▶ _TASK GOAL_
Would you please transcribe, exactly as written, the lines of the entries below starting at the one that holds "brand as shown in catalog listings." and ending at the one that holds "impl From<Problem> for", both included?

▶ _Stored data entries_
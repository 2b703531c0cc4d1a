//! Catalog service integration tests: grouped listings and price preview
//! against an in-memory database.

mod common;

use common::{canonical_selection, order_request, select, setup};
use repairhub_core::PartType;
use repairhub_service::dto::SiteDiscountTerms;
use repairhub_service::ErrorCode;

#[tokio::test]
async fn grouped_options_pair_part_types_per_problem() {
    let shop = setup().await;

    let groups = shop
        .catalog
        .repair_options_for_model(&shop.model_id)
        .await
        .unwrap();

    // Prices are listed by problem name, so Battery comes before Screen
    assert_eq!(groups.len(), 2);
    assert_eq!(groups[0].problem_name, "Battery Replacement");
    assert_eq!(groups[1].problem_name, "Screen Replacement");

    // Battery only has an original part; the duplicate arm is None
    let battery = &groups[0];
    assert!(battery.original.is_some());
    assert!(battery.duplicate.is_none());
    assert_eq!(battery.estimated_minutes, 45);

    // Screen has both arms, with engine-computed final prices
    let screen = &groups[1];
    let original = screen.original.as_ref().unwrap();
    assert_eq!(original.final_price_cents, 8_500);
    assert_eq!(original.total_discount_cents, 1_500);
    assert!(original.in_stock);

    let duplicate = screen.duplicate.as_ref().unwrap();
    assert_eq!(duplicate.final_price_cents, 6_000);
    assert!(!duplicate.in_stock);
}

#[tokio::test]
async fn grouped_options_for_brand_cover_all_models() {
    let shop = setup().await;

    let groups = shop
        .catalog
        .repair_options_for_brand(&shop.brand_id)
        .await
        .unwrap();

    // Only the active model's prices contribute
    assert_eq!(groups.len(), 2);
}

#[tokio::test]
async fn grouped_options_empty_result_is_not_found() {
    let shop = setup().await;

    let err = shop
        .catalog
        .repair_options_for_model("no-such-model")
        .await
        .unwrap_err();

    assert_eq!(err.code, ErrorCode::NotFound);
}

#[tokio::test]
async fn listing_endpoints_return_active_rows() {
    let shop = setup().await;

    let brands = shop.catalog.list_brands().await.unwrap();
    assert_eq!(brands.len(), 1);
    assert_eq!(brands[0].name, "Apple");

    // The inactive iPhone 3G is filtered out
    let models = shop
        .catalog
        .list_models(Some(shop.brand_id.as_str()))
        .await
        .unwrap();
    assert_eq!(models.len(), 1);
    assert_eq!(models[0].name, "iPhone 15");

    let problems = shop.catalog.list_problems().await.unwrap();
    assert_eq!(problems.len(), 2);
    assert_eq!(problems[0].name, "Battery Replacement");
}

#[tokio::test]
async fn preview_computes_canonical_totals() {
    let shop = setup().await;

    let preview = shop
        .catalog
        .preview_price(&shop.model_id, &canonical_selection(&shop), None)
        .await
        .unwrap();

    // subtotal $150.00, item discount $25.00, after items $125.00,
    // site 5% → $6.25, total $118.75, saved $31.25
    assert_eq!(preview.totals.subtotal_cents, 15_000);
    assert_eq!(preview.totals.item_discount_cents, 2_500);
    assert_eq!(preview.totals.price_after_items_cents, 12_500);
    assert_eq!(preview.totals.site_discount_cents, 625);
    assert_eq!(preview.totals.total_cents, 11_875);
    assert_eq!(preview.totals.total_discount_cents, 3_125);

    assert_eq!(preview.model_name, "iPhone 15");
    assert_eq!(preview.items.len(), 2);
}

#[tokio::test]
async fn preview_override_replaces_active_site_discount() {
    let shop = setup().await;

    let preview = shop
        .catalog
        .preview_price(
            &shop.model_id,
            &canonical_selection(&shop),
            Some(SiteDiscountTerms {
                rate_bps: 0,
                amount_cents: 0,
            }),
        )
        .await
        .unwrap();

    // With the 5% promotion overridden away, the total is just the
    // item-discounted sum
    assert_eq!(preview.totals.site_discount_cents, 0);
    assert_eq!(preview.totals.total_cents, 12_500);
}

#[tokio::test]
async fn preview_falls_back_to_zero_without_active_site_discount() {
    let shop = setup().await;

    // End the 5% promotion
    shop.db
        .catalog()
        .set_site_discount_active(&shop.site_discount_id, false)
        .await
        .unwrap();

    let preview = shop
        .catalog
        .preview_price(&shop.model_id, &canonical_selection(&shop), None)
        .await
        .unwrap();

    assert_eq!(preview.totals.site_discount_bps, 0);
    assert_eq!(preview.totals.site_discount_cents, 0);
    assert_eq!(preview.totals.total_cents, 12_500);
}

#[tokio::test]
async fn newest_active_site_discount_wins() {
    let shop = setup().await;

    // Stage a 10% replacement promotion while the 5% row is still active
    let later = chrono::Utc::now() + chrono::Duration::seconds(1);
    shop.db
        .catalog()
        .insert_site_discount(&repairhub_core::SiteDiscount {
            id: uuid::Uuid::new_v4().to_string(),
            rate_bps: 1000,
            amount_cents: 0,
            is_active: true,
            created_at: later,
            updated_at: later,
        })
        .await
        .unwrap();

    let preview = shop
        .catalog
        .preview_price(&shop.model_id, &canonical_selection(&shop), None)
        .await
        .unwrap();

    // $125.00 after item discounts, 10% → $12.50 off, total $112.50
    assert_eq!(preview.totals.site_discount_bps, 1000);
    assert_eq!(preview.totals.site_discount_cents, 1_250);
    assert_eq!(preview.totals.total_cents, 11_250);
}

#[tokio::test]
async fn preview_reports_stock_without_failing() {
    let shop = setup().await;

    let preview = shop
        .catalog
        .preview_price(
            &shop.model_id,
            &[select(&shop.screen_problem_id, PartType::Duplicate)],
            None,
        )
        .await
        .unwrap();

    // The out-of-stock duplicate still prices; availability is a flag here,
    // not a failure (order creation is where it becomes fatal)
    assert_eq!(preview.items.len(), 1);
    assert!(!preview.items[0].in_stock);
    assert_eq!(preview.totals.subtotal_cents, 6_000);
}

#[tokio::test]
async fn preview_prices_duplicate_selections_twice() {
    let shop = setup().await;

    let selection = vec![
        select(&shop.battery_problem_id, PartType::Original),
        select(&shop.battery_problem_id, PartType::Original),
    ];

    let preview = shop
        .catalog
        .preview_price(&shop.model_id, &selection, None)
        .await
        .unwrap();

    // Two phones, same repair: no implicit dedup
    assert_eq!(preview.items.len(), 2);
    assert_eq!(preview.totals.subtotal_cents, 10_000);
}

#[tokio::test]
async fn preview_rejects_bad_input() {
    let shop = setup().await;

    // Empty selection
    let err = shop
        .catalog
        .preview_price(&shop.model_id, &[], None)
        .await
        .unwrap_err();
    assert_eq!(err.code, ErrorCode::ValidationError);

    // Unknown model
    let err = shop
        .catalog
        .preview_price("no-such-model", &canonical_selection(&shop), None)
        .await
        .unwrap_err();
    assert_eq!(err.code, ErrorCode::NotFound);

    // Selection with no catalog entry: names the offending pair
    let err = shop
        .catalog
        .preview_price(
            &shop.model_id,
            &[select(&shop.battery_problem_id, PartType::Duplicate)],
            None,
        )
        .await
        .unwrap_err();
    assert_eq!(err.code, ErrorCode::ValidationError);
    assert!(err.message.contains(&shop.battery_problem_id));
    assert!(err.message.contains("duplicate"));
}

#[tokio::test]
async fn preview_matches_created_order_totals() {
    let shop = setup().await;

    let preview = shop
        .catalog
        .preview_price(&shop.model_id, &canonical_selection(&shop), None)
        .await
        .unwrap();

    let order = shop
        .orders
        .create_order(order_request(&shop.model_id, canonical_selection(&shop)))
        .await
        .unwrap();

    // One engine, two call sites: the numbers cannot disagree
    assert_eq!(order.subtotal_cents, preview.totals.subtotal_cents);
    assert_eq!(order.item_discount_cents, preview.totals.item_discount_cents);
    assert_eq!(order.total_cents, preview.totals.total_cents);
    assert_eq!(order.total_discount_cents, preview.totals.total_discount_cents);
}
...
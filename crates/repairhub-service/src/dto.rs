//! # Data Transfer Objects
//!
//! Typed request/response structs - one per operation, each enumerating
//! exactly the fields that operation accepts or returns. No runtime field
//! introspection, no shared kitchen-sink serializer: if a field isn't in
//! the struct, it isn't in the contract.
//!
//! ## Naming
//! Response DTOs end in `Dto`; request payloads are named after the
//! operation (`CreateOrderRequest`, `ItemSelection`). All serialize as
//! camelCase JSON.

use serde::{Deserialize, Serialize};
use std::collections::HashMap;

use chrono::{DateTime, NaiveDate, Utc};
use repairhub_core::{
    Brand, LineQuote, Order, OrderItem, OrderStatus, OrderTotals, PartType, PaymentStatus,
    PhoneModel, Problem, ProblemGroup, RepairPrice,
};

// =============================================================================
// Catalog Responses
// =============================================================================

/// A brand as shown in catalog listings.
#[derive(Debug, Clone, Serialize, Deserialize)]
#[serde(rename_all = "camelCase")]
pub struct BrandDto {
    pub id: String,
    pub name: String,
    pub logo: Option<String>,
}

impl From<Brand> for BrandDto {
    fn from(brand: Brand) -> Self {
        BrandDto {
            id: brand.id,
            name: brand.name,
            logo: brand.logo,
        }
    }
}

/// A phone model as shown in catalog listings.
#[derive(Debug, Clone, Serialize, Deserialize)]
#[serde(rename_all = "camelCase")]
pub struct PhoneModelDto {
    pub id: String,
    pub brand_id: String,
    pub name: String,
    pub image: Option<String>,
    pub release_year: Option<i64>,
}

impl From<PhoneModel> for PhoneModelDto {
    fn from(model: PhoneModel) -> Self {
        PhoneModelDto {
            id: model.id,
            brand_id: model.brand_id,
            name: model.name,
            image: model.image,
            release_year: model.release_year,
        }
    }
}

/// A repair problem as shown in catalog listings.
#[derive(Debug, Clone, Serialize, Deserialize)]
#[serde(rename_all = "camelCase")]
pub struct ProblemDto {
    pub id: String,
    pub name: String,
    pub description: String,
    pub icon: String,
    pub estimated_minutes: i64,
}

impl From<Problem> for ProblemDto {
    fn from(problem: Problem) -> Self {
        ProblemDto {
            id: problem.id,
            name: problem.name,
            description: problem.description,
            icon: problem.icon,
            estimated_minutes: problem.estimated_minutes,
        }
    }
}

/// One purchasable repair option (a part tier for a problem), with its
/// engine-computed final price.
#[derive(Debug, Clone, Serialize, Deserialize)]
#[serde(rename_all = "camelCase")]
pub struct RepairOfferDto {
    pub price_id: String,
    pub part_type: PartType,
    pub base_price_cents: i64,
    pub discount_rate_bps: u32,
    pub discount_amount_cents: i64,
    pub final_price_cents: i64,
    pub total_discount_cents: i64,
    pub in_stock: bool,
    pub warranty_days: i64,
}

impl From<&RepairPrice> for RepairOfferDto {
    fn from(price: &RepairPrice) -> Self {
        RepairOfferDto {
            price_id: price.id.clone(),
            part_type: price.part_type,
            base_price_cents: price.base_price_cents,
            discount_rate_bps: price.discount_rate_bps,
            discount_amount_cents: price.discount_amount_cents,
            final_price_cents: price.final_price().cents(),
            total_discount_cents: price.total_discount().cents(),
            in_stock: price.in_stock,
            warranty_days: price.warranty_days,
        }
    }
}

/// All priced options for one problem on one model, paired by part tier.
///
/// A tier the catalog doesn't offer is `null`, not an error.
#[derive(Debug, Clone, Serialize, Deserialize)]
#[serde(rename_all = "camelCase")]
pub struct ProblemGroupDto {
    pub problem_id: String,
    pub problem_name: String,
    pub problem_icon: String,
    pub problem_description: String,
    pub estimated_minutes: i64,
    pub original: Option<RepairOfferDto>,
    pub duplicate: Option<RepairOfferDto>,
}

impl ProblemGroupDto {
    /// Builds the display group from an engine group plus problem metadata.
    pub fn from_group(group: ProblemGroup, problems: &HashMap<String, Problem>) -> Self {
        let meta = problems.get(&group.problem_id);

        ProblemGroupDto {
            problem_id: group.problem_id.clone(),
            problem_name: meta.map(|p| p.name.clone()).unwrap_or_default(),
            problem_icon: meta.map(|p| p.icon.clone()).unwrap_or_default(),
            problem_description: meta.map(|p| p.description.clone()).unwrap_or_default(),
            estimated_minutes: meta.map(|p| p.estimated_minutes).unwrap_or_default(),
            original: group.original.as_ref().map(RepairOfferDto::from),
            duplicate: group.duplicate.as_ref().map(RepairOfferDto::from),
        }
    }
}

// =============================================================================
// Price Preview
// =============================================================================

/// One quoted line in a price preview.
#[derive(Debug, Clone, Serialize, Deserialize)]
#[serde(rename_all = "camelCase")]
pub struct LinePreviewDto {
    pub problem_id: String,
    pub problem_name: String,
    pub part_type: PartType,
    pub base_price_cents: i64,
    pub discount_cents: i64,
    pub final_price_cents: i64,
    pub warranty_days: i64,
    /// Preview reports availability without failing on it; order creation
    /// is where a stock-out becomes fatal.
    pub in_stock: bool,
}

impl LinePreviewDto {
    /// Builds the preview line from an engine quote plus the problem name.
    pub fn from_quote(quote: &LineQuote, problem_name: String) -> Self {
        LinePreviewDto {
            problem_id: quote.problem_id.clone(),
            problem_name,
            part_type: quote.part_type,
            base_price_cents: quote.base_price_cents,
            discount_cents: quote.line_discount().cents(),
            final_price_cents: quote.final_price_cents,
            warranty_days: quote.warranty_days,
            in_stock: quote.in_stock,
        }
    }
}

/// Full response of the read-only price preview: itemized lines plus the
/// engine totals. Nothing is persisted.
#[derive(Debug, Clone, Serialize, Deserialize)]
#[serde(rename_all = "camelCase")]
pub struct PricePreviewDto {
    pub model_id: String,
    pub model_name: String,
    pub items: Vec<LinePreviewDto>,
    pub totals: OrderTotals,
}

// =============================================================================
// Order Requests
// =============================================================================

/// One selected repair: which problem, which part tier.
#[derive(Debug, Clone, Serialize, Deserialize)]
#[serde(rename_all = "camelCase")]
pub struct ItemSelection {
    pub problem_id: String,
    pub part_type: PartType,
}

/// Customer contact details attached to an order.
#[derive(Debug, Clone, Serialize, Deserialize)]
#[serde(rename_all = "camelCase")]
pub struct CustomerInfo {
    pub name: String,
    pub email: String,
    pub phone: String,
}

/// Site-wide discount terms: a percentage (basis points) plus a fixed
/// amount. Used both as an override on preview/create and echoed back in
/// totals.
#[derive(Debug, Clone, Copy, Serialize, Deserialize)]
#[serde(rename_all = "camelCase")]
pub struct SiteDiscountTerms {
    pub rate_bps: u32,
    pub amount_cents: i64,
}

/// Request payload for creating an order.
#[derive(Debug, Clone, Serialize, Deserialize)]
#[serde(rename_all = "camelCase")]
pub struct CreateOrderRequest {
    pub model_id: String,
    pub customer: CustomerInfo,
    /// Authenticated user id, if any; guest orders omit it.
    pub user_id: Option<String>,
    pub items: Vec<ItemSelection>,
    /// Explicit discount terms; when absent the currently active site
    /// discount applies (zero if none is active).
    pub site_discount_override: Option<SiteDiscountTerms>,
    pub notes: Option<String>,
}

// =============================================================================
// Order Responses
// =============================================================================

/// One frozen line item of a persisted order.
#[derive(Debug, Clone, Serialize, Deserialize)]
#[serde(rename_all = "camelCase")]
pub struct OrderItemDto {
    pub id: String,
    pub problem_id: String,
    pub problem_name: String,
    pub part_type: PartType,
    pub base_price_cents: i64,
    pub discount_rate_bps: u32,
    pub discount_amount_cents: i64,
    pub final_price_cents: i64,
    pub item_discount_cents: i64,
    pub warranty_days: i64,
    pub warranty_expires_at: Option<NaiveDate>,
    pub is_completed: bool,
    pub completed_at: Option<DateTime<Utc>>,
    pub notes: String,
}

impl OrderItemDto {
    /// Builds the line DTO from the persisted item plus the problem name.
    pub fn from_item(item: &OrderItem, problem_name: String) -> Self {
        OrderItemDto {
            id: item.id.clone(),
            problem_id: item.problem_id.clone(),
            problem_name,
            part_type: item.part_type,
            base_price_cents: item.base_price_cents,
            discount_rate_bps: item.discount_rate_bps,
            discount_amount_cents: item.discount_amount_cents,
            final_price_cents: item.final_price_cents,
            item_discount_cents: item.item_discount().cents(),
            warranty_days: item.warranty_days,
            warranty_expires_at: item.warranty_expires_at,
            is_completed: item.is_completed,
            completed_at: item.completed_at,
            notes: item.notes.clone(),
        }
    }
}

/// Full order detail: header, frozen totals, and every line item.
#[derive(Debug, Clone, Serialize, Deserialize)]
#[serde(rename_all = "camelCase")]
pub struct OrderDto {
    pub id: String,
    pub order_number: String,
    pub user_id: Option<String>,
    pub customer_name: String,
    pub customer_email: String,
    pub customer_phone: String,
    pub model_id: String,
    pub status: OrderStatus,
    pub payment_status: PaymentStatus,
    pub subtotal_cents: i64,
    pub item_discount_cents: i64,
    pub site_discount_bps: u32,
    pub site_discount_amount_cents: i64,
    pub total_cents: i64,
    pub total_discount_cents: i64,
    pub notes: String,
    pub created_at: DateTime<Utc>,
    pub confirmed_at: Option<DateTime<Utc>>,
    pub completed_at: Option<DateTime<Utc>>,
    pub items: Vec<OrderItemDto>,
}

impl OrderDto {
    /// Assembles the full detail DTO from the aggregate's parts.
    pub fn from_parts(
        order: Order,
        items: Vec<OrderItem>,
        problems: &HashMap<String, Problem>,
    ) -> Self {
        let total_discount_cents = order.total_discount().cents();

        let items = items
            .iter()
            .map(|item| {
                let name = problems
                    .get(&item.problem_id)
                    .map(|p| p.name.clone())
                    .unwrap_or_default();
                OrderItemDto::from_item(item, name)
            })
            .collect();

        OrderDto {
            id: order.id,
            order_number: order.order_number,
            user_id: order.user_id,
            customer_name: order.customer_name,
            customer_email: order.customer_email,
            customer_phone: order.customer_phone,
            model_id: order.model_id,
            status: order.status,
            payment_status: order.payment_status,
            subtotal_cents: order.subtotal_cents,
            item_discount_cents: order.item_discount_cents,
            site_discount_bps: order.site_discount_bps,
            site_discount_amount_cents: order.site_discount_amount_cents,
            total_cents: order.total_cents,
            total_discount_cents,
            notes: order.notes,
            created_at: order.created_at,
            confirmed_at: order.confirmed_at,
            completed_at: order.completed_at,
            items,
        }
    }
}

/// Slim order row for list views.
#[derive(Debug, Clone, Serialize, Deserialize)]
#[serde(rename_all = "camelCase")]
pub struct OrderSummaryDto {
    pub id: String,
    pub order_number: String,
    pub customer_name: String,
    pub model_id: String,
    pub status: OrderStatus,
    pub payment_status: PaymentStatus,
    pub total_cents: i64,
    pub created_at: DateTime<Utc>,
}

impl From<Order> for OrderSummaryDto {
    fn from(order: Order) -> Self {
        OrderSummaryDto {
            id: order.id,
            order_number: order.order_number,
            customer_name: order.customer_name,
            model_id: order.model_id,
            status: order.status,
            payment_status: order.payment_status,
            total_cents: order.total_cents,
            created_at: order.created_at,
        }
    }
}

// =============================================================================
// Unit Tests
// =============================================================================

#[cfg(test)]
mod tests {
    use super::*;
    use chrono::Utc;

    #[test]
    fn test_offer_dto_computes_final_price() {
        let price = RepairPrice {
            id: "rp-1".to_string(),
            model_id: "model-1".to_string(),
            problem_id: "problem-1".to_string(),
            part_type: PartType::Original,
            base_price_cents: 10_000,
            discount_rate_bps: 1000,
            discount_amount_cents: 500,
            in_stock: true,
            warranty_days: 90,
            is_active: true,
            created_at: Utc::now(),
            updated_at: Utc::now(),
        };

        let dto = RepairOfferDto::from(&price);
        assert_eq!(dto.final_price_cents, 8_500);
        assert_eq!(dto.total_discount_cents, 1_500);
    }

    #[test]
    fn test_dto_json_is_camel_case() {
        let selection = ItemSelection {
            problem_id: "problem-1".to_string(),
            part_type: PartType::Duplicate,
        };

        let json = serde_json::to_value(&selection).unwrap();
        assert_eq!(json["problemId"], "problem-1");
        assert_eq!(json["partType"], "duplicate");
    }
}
---
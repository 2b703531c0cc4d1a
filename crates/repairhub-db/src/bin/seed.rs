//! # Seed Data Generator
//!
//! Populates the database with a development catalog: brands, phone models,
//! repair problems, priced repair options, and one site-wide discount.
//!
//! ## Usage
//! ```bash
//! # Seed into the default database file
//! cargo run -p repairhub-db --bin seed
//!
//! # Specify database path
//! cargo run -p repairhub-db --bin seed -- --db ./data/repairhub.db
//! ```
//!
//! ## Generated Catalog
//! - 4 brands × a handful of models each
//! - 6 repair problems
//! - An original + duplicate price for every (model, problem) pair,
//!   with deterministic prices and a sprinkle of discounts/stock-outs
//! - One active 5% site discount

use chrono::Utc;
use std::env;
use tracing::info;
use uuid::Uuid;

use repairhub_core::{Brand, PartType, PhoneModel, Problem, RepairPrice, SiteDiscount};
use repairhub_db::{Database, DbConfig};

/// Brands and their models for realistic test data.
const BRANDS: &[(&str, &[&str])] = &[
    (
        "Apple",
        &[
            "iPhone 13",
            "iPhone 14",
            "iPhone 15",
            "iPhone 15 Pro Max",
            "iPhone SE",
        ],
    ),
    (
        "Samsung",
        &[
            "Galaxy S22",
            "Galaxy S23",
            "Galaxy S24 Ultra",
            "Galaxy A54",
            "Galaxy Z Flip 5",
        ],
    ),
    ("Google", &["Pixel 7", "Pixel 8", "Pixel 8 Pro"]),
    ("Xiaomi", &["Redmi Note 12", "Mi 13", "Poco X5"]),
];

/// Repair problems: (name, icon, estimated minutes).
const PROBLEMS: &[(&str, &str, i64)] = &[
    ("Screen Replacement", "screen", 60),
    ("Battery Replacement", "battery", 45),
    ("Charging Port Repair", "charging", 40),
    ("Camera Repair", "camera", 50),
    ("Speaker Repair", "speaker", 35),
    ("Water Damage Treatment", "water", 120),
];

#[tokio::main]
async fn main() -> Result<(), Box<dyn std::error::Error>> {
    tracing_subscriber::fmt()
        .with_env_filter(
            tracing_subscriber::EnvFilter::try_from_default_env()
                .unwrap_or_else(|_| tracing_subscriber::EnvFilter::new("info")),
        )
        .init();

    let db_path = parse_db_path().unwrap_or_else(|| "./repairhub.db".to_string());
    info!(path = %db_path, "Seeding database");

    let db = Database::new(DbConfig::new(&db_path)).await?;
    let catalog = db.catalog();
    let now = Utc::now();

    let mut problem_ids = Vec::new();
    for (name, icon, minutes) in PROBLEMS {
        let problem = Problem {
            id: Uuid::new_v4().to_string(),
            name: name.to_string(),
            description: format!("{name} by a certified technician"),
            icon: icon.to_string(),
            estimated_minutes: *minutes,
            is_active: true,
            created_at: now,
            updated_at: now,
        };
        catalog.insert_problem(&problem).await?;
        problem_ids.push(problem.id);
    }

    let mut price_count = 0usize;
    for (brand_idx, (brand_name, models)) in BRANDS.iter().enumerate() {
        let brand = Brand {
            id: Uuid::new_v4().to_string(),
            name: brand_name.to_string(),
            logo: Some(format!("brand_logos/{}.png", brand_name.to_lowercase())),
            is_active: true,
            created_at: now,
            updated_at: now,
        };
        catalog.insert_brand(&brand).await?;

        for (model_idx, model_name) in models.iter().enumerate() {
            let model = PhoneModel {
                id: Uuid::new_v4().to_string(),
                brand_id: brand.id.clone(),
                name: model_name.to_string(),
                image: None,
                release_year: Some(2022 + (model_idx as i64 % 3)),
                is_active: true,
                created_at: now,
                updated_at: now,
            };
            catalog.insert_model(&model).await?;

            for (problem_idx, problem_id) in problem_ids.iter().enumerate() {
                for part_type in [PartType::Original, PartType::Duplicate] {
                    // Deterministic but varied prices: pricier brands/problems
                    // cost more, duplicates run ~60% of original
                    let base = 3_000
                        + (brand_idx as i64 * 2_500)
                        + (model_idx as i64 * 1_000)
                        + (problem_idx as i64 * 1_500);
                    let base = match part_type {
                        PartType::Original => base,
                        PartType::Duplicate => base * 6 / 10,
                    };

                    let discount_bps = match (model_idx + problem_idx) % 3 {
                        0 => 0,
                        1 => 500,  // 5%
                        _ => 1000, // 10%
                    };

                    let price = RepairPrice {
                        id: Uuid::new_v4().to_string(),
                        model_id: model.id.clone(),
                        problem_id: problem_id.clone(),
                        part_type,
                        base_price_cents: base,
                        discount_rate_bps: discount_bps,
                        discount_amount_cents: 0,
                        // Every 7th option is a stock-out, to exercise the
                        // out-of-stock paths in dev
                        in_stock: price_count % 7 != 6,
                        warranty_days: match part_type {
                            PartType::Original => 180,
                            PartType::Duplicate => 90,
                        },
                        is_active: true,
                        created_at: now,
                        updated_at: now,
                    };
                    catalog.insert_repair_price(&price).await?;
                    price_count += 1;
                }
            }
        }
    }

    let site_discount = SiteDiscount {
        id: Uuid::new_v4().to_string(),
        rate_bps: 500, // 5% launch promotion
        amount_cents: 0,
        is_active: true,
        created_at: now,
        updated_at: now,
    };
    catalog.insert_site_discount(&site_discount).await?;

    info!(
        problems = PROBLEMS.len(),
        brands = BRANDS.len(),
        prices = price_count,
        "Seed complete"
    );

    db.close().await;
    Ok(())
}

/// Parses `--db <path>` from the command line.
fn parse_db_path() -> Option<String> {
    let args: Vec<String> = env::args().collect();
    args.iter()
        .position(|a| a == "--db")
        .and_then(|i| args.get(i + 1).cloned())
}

▶ _EXERCISE SOLUTION_
/// A brand as shown in catalog listings.
#[derive(Debug, Clone, Serialize, Deserialize)]
#[serde(rename_all = "camelCase")]
pub struct BrandDto {
    pub id: String,
    pub name: String,
    pub logo: Option<String>,
}

impl From<Brand> for BrandDto {
    fn from(brand: Brand) -> Self {
        BrandDto {
            id: brand.id,
            name: brand.name,
            logo: brand.logo,
        }
    }
}

/// A phone model as shown in catalog listings.
#[derive(Debug, Clone, Serialize, Deserialize)]
#[serde(rename_all = "camelCase")]
pub struct PhoneModelDto {
    pub id: String,
    pub brand_id: String,
    pub name: String,
    pub image: Option<String>,
    pub release_year: Option<i64>,
}

impl From<PhoneModel> for PhoneModelDto {
    fn from(model: PhoneModel) -> Self {
        PhoneModelDto {
            id: model.id,
            brand_id: model.brand_id,
            name: model.name,
            image: model.image,
            release_year: model.release_year,
        }
    }
}

/// A repair problem as shown in catalog listings.
#[derive(Debug, Clone, Serialize, Deserialize)]
#[serde(rename_all = "camelCase")]
pub struct ProblemDto {
    pub id: String,
    pub name: String,
    pub description: String,
    pub icon: String,
    pub estimated_minutes: i64,
}

impl From<Problem> for ProblemDto {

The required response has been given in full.